Copy all of the data below without altering a single line.

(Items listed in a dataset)

▬▬▬▬▬▬▬▬▬▬

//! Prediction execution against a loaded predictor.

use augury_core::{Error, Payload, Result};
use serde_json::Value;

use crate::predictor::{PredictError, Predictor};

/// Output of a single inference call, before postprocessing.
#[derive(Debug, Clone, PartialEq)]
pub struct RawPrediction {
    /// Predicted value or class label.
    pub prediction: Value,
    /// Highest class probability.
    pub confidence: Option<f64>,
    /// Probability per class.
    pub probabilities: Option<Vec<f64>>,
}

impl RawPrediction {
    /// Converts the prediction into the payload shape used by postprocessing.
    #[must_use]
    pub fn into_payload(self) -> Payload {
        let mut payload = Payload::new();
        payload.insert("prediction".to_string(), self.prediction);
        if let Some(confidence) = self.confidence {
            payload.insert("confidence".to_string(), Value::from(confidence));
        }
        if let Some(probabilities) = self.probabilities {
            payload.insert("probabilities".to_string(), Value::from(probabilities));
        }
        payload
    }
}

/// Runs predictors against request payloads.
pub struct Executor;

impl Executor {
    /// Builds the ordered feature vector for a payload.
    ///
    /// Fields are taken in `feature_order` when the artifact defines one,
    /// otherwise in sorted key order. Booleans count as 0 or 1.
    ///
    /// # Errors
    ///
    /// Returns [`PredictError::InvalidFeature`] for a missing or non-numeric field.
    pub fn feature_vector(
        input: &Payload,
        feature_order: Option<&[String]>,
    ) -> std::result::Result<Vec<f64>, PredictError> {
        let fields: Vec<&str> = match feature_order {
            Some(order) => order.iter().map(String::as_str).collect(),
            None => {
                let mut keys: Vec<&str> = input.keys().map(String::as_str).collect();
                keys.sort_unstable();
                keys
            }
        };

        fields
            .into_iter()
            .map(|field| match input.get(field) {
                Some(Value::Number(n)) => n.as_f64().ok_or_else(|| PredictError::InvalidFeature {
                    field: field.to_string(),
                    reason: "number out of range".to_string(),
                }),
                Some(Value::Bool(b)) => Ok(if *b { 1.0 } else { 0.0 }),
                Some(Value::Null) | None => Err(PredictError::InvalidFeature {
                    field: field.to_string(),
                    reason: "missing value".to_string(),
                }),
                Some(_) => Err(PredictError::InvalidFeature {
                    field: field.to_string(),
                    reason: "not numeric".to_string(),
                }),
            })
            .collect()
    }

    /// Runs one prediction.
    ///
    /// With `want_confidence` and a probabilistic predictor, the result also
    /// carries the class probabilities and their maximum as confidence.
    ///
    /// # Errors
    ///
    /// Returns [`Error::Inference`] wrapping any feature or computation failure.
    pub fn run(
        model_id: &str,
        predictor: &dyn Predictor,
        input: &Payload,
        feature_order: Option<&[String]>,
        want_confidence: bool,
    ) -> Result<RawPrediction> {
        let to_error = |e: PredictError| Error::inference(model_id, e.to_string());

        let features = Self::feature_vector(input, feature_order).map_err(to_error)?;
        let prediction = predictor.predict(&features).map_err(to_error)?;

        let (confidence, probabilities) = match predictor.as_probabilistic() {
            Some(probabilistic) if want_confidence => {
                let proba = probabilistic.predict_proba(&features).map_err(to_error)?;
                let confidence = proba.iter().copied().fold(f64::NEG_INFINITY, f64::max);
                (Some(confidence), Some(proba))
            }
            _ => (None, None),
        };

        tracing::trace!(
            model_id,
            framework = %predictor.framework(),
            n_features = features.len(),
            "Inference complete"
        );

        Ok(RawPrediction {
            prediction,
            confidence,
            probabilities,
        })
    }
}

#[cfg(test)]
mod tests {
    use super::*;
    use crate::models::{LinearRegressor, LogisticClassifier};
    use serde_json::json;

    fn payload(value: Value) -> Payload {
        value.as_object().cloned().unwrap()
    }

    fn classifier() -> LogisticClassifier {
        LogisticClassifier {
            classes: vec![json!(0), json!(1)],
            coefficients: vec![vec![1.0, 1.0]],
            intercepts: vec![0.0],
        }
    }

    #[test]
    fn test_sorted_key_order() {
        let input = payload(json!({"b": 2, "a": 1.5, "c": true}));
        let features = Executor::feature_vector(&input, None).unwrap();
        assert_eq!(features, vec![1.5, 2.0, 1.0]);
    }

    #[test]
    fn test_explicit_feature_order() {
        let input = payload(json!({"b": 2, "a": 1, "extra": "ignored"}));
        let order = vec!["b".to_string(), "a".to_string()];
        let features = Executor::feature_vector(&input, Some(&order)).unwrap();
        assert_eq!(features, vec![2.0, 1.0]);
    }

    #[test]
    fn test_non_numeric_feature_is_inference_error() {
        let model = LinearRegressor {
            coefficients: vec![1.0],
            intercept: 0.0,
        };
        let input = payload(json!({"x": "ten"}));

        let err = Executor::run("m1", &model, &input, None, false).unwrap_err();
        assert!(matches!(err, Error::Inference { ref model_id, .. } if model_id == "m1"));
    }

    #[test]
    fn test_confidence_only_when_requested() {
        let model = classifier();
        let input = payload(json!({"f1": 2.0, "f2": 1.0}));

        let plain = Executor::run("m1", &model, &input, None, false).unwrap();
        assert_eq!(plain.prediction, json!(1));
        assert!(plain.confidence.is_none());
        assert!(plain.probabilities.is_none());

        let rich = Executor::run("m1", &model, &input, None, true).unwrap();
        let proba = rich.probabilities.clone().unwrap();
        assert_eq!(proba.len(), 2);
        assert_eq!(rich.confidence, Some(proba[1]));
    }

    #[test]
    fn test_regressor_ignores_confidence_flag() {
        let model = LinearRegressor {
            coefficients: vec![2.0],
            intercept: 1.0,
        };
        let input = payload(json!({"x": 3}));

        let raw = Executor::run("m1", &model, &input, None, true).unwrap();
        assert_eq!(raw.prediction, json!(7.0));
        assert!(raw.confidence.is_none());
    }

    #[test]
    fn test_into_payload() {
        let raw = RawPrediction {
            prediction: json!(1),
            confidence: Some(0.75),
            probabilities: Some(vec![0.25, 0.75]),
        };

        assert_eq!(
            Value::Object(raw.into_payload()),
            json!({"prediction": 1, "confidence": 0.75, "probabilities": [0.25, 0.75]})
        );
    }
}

▬▬▬▬▬▬▬▬▬▬

• **Solution below**
//! Prediction execution against a loaded predictor.

use augury_core::{Error, Payload, Result};
use serde_json::Value;

use crate::predictor::{PredictError, Predictor};

/// Output of a single inference call, before postprocessing.
#[derive(Debug, Clone, PartialEq)]
pub struct RawPrediction {
    /// Predicted value or class label.
    pub prediction: Value,
    /// Highest class probability.
    pub confidence: Option<f64>,
    /// Probability per class.
    pub probabilities: Option<Vec<f64>>,
}

impl RawPrediction {
    /// Converts the prediction into the payload shape used by postprocessing.
    #[must_use]
    pub fn into_payload(self) -> Payload {
        let mut payload = Payload::new();
        payload.insert("prediction".to_string(), self.prediction);
        if let Some(confidence) = self.confidence {
            payload.insert("confidence".to_string(), Value::from(confidence));
        }
        if let Some(probabilities) = self.probabilities {
            payload.insert("probabilities".to_string(), Value::from(probabilities));
        }
        payload
    }
}

/// Runs predictors against request payloads.
pub struct Executor;

impl Executor {
    /// Builds the ordered feature vector for a payload.
    ///
    /// Fields are taken in `feature_order` when the artifact defines one,
    /// otherwise in sorted key order. Booleans count as 0 or 1.
    ///
    /// # Errors
    ///
    /// Returns [`PredictError::InvalidFeature`] for a missing or non-numeric field.
    pub fn feature_vector(
        input: &Payload,
        feature_order: Option<&[String]>,
    ) -> std::result::Result<Vec<f64>, PredictError> {
        let fields: Vec<&str> = match feature_order {
            Some(order) => order.iter().map(String::as_str).collect(),
            None => {
                let mut keys: Vec<&str> = input.keys().map(String::as_str).collect();
                keys.sort_unstable();
                keys
            }
        };

        fields
            .into_iter()
            .map(|field| match input.get(field) {
                Some(Value::Number(n)) => n.as_f64().ok_or_else(|| PredictError::InvalidFeature {
                    field: field.to_string(),
                    reason: "number out of range".to_string(),
                }),
                Some(Value::Bool(b)) => Ok(if *b { 1.0 } else { 0.0 }),
                Some(Value::Null) | None => Err(PredictError::InvalidFeature {
                    field: field.to_string(),
                    reason: "missing value".to_string(),
                }),
                Some(_) => Err(PredictError::InvalidFeature {
                    field: field.to_string(),
                    reason: "not numeric".to_string(),
                }),
            })
            .collect()
    }

    /// Runs one prediction.
    ///
    /// With `want_confidence` and a probabilistic predictor, the result also
    /// carries the class probabilities and their maximum as confidence.
    ///
    /// # Errors
    ///
    /// Returns [`Error::Inference`] wrapping any feature or computation failure.
    pub fn run(
        model_id: &str,
        predictor: &dyn Predictor,
        input: &Payload,
        feature_order: Option<&[String]>,
        want_confidence: bool,
    ) -> Result<RawPrediction> {
        let to_error = |e: PredictError| Error::inference(model_id, e.to_string());

        let features = Self::feature_vector(input, feature_order).map_err(to_error)?;
        let prediction = predictor.predict(&features).map_err(to_error)?;

        let (confidence, probabilities) = match predictor.as_probabilistic() {
            Some(probabilistic) if want_confidence => {
                let proba = probabilistic.predict_proba(&features).map_err(to_error)?;
                let confidence = proba.iter().copied().fold(f64::NEG_INFINITY, f64::max);
                (Some(confidence), Some(proba))
            }
            _ => (None, None),
        };

        tracing::trace!(
            model_id,
            framework = %predictor.framework(),
            n_features = features.len(),
            "Inference complete"
        );

        Ok(RawPrediction {
            prediction,
            confidence,
            probabilities,
        })
    }
}

#[cfg(test)]
mod tests {
    use super::*;
    use crate::models::{LinearRegressor, LogisticClassifier};
    use serde_json::json;

    fn payload(value: Value) -> Payload {
        value.as_object().cloned().unwrap()
    }

    fn classifier() -> LogisticClassifier {
        LogisticClassifier {
            classes: vec![json!(0), json!(1)],
            coefficients: vec![vec![1.0, 1.0]],
            intercepts: vec![0.0],
        }
    }

    #[test]
    fn test_sorted_key_order() {
        let input = payload(json!({"b": 2, "a": 1.5, "c": true}));
        let features = Executor::feature_vector(&input, None).unwrap();
        assert_eq!(features, vec![1.5, 2.0, 1.0]);
    }

    #[test]
    fn test_explicit_feature_order() {
        let input = payload(json!({"b": 2, "a": 1, "extra": "ignored"}));
        let order = vec!["b".to_string(), "a".to_string()];
        let features = Executor::feature_vector(&input, Some(&order)).unwrap();
        assert_eq!(features, vec![2.0, 1.0]);
    }

    #[test]
    fn test_non_numeric_feature_is_inference_error() {
        let model = LinearRegressor {
            coefficients: vec![1.0],
            intercept: 0.0,
        };
        let input = payload(json!({"x": "ten"}));

        let err = Executor::run("m1", &model, &input, None, false).unwrap_err();
        assert!(matches!(err, Error::Inference { ref model_id, .. } if model_id == "m1"));
    }

    #[test]
    fn test_confidence_only_when_requested() {
        let model = classifier();
        let input = payload(json!({"f1": 2.0, "f2": 1.0}));

        let plain = Executor::run("m1", &model, &input, None, false).unwrap();
        assert_eq!(plain.prediction, json!(1));
        assert!(plain.confidence.is_none());
        assert!(plain.probabilities.is_none());

        let rich = Executor::run("m1", &model, &input, None, true).unwrap();
        let proba = rich.probabilities.clone().unwrap();
        assert_eq!(proba.len(), 2);
        assert_eq!(rich.confidence, Some(proba[1]));
    }

    #[test]
    fn test_regressor_ignores_confidence_flag() {
        let model = LinearRegressor {
            coefficients: vec![2.0],
            intercept: 1.0,
        };
        let input = payload(json!({"x": 3}));

        let raw = Executor::run("m1", &model, &input, None, true).unwrap();
        assert_eq!(raw.prediction, json!(7.0));
        assert!(raw.confidence.is_none());
    }

    #[test]
    fn test_into_payload() {
        let raw = RawPrediction {
            prediction: json!(1),
            confidence: Some(0.75),
            probabilities: Some(vec![0.25, 0.75]),
        };

        assert_eq!(
            Value::Object(raw.into_payload()),
            json!({"prediction": 1, "confidence": 0.75, "probabilities": [0.25, 0.75]})
        );
    }
}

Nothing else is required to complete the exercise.